> [WORK REQUIRED]
Scan the records below, and wherever a line has the word "cameras", pull it out.

RECORDED INFORMATION below:

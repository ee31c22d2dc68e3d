//! # Rendering System
//!
//! The frame render pipeline: for every camera, cull the scene, record the
//! passes of the active pipeline variant, and submit the recorded commands to
//! a backend.
//!
//! ## Architecture
//!
//! - **Renderer**: Per-frame driver; owns the backend, the pipeline instance
//!   and the per-frame scratch memory
//! - **Visibility Resolver**: Frustum culling into reusable cull results
//! - **Light Packer**: Fixed-capacity GPU light buffer
//! - **Render Context**: Per-camera command recording and temporary target
//!   bookkeeping
//! - **Pipelines**: Clear, unlit, lit, skybox and deferred variants
//! - **Backends**: Implementations of [`RenderBackend`]
//!
//! ## Failure model
//!
//! Failures are scoped to one camera. A camera that fails culling is skipped;
//! a camera whose passes fail is abandoned and its temporary targets are
//! released. Other cameras in the same frame are unaffected.

pub mod backend;
pub mod backends;
pub mod commands;
pub mod context;
pub mod drawing;
pub mod frame;
pub mod lighting;
pub mod materials;
pub mod pipelines;
pub mod properties;
pub mod renderer;
pub mod targets;
pub mod visibility;


pub use backend::{BackendError, BackendResult, RenderBackend};
pub use backends::{RecordingBackend, Submission};
pub use commands::{ClearFlags, Command, CommandBuffer, CommandBufferPool};
pub use context::RenderContext;
pub use drawing::{shader_pass, DrawSettings, FilterSettings, QueueRange, SortMode};
pub use frame::{CameraFrameState, CameraOutcome, FrameArena, FrameReport, FrameScratch};
pub use lighting::{
    LightBuffer, LightPacker, PackedLight, DIRECTIONAL_LIGHT_SENTINEL, MAX_VISIBLE_LIGHTS,
};
pub use materials::{render_queue, Material, MaterialLibrary};
pub use pipelines::{create_pipeline, FrameRenderer, PipelineKind};
pub use properties::{property_to_id, BuiltinProperties, PropertyId};
pub use renderer::Renderer;
pub use targets::{FilterMode, TargetDesc, TargetId, TextureFormat};
pub use visibility::{CullResults, VisibilityResolver, VisibleLight, VisibleRenderer};

use thiserror::Error;

/// Errors that can occur while rendering a frame
///
/// All of them are scoped to one camera or one pipeline instance; none of
/// them ends the process.
#[derive(Error, Debug)]
pub enum RenderError {
    /// The camera could not be culled
    ///
    /// The camera is skipped for this frame. Other cameras still render.
    #[error("Culling failed for camera '{camera}': {reason}")]
    CullingFailed {
        /// Camera name
        camera: String,
        /// What was wrong with the camera
        reason: String,
    },

    /// A temporary render target could not be allocated
    ///
    /// The camera's frame is abandoned and every target it already acquired
    /// is released.
    #[error("Failed to allocate render target '{target}': {reason}")]
    TargetAllocationFailed {
        /// Target name
        target: String,
        /// Why the allocation failed
        reason: String,
    },

    /// A persistent GPU resource could not be created
    #[error("Resource creation failed: {0}")]
    ResourceCreationFailed(String),

    /// A material named by the pipeline asset is not in the library
    #[error("Material not found: {0}")]
    MissingMaterial(String),

    /// Backend-specific error occurred
    #[error("Backend error: {0}")]
    Backend(#[from] BackendError),

    /// The pipeline asset or renderer configuration is invalid
    #[error("Invalid configuration: {0}")]
    InvalidConfiguration(String),
}

/// Result type for rendering operations
pub type RenderResult<T> = Result<T, RenderError>;
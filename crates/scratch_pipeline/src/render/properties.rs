//! Global shader property registry
//!
//! Shader-visible globals and temporary targets are addressed by
//! [`PropertyId`] rather than by string. Names are interned into a single
//! process-wide table, so two pipeline stages that name the same property
//! always agree on its id.
//!
//! The ids used by the built-in pipelines are resolved once into
//! [`BuiltinProperties`] and looked up from there every frame.

use std::collections::HashMap;
use std::fmt;
use std::sync::{OnceLock, PoisonError, RwLock};

/// Interned shader property name
#[derive(Debug, Clone, Copy, PartialEq, Eq, Hash, PartialOrd, Ord)]
pub struct PropertyId(u32);

impl PropertyId {
    /// Raw slot index in the property table
    pub fn index(self) -> u32 {
        self.0
    }
}

impl fmt::Display for PropertyId {
    fn fmt(&self, f: &mut fmt::Formatter<'_>) -> fmt::Result {
        match property_name(*self) {
            Some(name) => write!(f, "{}", name),
            None => write!(f, "#{}", self.0),
        }
    }
}

/// Name → slot table
#[derive(Debug, Default)]
pub struct PropertyTable {
    ids: HashMap<String, PropertyId>,
    names: Vec<String>,
}

impl PropertyTable {
    /// Create an empty table
    pub fn new() -> Self {
        Self::default()
    }

    /// Return the id for `name`, assigning the next free slot if it is new
    pub fn intern(&mut self, name: &str) -> PropertyId {
        if let Some(id) = self.ids.get(name) {
            return *id;
        }
        let id = PropertyId(self.names.len() as u32);
        self.names.push(name.to_string());
        self.ids.insert(name.to_string(), id);
        id
    }

    /// Look up an already interned name
    pub fn get(&self, name: &str) -> Option<PropertyId> {
        self.ids.get(name).copied()
    }

    /// Name for an id
    pub fn name(&self, id: PropertyId) -> Option<&str> {
        self.names.get(id.0 as usize).map(String::as_str)
    }

    /// Number of interned names
    pub fn len(&self) -> usize {
        self.names.len()
    }

    /// Check if the table is empty
    pub fn is_empty(&self) -> bool {
        self.names.is_empty()
    }
}

fn global_table() -> &'static RwLock<PropertyTable> {
    static TABLE: OnceLock<RwLock<PropertyTable>> = OnceLock::new();
    TABLE.get_or_init(|| RwLock::new(PropertyTable::new()))
}

/// Resolve a property name to its process-wide id
pub fn property_to_id(name: &str) -> PropertyId {
    if let Some(id) = global_table()
        .read()
        .unwrap_or_else(PoisonError::into_inner)
        .get(name)
    {
        return id;
    }
    global_table()
        .write()
        .unwrap_or_else(PoisonError::into_inner)
        .intern(name)
}

/// Name registered for a process-wide id
pub fn property_name(id: PropertyId) -> Option<String> {
    global_table()
        .read()
        .unwrap_or_else(PoisonError::into_inner)
        .name(id)
        .map(str::to_string)
}

/// Property ids used by the built-in pipelines
#[derive(Debug, Clone, Copy)]
pub struct BuiltinProperties {
    /// `_LightBuffer`: packed visible lights
    pub light_buffer: PropertyId,
    /// `_LightCount`: number of packed lights
    pub light_count: PropertyId,
    /// `_GBuffer0`: albedo
    pub gbuffer0: PropertyId,
    /// `_GBuffer1`: normals
    pub gbuffer1: PropertyId,
    /// `_ColorRT`: intermediate scene color
    pub color: PropertyId,
    /// `_CameraDepthTexture`: scene depth
    pub camera_depth: PropertyId,
}

impl BuiltinProperties {
    /// The shared set, resolved on first use
    pub fn get() -> &'static Self {
        static BUILTINS: OnceLock<BuiltinProperties> = OnceLock::new();
        BUILTINS.get_or_init(|| Self {
            light_buffer: property_to_id("_LightBuffer"),
            light_count: property_to_id("_LightCount"),
            gbuffer0: property_to_id("_GBuffer0"),
            gbuffer1: property_to_id("_GBuffer1"),
            color: property_to_id("_ColorRT"),
            camera_depth: property_to_id("_CameraDepthTexture"),
        })
    }
}
//! Forward pipeline with a packed light buffer

use crate::core::config::PipelineAsset;
use crate::foundation::math::Color;
use crate::render::backend::RenderBackend;
use crate::render::commands::ClearFlags;
use crate::render::context::RenderContext;
use crate::render::drawing::shader_pass;
use crate::render::lighting::{setup_light_buffer, LightBuffer};
use crate::render::pipelines::{draw_opaque, draw_transparent, FrameRenderer, PipelineKind};
use crate::render::visibility::CullResults;
use crate::render::RenderResult;
use crate::scene::Camera;

/// Clears, publishes the visible lights, then draws forward
#[derive(Debug)]
pub struct LitPipeline {
    clear_color: Color,
    light_buffer: LightBuffer,
}

impl LitPipeline {
    /// Create from an asset, allocating the light buffer
    pub fn new(asset: &PipelineAsset, backend: &mut dyn RenderBackend) -> RenderResult<Self> {
        Ok(Self {
            clear_color: asset.clear_color,
            light_buffer: LightBuffer::create(backend, asset.light_capacity)?,
        })
    }
}

impl FrameRenderer for LitPipeline {
    fn kind(&self) -> PipelineKind {
        PipelineKind::Lit
    }

    fn render_camera(&mut self, ctx: &mut RenderContext<'_>, _camera: &Camera, cull: &CullResults) -> RenderResult<()> {
        let clear_color = self.clear_color;
        ctx.record("Clear", |cmd| cmd.clear_render_target(ClearFlags::ALL, clear_color))?;

        setup_light_buffer(ctx, &mut self.light_buffer, cull)?;

        draw_opaque(ctx, cull, shader_pass::FORWARD);
        draw_transparent(ctx, cull);
        Ok(())
    }

    fn dispose(&mut self, backend: &mut dyn RenderBackend) {
        if self.light_buffer.release(backend) {
            log::info!("Disposed lit pipeline");
        }
    }
}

End of RECORDED INFORMATION.

> [RESPONSE TO THE EXERCISE]
//! released. Other cameras in the same frame are unaffected.
    /// The camera is skipped for this frame. Other cameras still render.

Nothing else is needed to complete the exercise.